[Records from a collection]
━━━

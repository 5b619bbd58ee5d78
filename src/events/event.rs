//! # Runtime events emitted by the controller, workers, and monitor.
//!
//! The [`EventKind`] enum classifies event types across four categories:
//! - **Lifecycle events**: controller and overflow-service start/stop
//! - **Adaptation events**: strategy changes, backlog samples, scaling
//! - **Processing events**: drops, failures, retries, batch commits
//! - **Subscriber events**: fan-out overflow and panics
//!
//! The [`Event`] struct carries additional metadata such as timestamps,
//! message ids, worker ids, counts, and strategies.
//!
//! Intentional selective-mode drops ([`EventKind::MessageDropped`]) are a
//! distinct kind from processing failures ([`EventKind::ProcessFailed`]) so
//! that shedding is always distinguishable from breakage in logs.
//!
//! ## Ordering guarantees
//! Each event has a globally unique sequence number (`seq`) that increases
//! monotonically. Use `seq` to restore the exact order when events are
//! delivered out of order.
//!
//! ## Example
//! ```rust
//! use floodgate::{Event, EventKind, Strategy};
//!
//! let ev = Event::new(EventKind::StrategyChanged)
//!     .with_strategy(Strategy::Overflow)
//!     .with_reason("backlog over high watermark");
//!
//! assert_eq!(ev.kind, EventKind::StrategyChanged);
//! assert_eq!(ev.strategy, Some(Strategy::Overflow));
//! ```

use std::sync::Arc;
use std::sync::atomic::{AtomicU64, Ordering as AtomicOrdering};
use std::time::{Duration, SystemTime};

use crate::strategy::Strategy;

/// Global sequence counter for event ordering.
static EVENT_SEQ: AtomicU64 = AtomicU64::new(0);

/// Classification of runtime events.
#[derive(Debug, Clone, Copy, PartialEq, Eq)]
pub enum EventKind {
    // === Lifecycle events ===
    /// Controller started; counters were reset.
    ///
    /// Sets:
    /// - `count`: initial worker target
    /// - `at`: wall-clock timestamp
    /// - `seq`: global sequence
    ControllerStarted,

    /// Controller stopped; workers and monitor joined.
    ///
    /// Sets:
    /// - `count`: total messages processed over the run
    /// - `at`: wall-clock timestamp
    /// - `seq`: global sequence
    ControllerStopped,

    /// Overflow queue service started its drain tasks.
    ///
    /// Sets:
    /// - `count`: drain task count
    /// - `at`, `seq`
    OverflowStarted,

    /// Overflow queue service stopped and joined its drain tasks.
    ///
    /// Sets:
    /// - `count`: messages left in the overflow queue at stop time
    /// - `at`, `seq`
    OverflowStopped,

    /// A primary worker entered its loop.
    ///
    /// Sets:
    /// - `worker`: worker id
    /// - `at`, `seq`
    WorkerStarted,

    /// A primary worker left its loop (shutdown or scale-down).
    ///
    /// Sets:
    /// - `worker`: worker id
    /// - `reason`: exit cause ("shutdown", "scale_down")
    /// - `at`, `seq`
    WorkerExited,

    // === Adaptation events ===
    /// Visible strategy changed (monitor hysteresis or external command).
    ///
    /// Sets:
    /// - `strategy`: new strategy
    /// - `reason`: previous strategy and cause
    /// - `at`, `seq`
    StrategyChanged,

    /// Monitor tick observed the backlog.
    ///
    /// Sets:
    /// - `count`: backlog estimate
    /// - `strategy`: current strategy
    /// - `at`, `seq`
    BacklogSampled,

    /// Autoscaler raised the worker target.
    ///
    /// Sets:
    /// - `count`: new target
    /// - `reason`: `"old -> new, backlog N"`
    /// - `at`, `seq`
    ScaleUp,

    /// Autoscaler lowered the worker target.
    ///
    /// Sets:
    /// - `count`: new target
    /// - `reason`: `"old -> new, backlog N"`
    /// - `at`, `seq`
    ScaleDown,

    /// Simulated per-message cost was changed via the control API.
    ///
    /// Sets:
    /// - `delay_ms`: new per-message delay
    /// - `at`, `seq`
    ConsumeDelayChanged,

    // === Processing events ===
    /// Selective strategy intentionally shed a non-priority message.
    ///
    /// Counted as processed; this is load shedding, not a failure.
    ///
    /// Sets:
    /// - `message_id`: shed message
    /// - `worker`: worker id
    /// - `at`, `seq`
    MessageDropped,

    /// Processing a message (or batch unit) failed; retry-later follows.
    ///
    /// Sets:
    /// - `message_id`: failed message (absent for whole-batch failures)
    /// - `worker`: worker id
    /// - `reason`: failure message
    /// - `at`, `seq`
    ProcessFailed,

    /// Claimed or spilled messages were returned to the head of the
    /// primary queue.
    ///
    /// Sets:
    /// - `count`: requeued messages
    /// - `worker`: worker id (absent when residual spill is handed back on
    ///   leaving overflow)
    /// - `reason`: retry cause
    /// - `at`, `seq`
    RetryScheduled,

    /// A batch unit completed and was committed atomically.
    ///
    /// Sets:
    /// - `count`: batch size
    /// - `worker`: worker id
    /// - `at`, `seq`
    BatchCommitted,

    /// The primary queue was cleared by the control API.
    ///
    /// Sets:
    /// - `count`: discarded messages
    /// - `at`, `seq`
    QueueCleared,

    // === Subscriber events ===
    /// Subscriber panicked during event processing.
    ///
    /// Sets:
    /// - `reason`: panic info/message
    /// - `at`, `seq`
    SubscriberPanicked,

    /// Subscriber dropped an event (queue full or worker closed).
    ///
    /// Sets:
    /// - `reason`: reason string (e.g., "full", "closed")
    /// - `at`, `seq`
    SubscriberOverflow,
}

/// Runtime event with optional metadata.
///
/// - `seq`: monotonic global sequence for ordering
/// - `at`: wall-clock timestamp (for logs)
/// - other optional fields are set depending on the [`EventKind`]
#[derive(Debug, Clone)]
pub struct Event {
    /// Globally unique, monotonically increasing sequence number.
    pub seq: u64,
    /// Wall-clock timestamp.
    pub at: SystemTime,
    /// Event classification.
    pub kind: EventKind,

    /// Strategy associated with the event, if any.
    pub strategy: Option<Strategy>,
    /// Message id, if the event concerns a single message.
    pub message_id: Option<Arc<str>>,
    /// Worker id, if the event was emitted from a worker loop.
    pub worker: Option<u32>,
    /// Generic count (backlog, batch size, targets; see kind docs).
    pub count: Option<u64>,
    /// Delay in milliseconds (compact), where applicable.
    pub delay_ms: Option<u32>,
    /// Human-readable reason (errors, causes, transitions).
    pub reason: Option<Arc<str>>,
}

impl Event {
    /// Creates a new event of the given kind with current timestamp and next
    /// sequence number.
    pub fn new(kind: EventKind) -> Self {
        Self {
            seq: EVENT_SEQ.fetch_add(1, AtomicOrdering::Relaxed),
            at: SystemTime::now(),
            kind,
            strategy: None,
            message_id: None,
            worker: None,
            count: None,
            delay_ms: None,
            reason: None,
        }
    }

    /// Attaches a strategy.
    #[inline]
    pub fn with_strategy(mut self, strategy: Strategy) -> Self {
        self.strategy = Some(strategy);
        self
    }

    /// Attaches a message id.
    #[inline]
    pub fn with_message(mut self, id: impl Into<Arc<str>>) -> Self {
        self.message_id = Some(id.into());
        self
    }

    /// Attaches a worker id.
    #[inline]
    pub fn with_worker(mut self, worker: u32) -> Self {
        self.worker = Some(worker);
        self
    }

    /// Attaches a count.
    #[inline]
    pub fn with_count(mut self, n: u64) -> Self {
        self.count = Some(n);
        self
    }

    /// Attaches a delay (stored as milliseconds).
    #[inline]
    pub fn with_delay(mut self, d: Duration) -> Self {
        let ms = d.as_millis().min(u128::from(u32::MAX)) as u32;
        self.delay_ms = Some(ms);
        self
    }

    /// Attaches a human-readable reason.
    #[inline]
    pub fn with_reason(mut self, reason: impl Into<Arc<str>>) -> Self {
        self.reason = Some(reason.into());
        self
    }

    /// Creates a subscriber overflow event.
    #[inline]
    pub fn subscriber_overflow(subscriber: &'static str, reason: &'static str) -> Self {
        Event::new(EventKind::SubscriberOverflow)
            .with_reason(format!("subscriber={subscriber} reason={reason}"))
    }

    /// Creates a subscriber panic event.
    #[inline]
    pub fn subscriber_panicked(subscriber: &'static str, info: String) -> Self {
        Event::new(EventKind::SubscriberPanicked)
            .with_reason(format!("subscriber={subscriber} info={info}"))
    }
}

━━━

> **WORK TASK**:
Beginning at the top of the records above, transcribe each line exactly up to and including the line that holds "and overflow-service start/stop".

> **ANSWER SECTION**:
repository 5b619bbd58ee5d78
filename src/events/event.rs
//! # Runtime events emitted by the controller, workers, and monitor.
//!
//! The [`EventKind`] enum classifies event types across four categories:
//! - **Lifecycle events**: controller and overflow-service start/stop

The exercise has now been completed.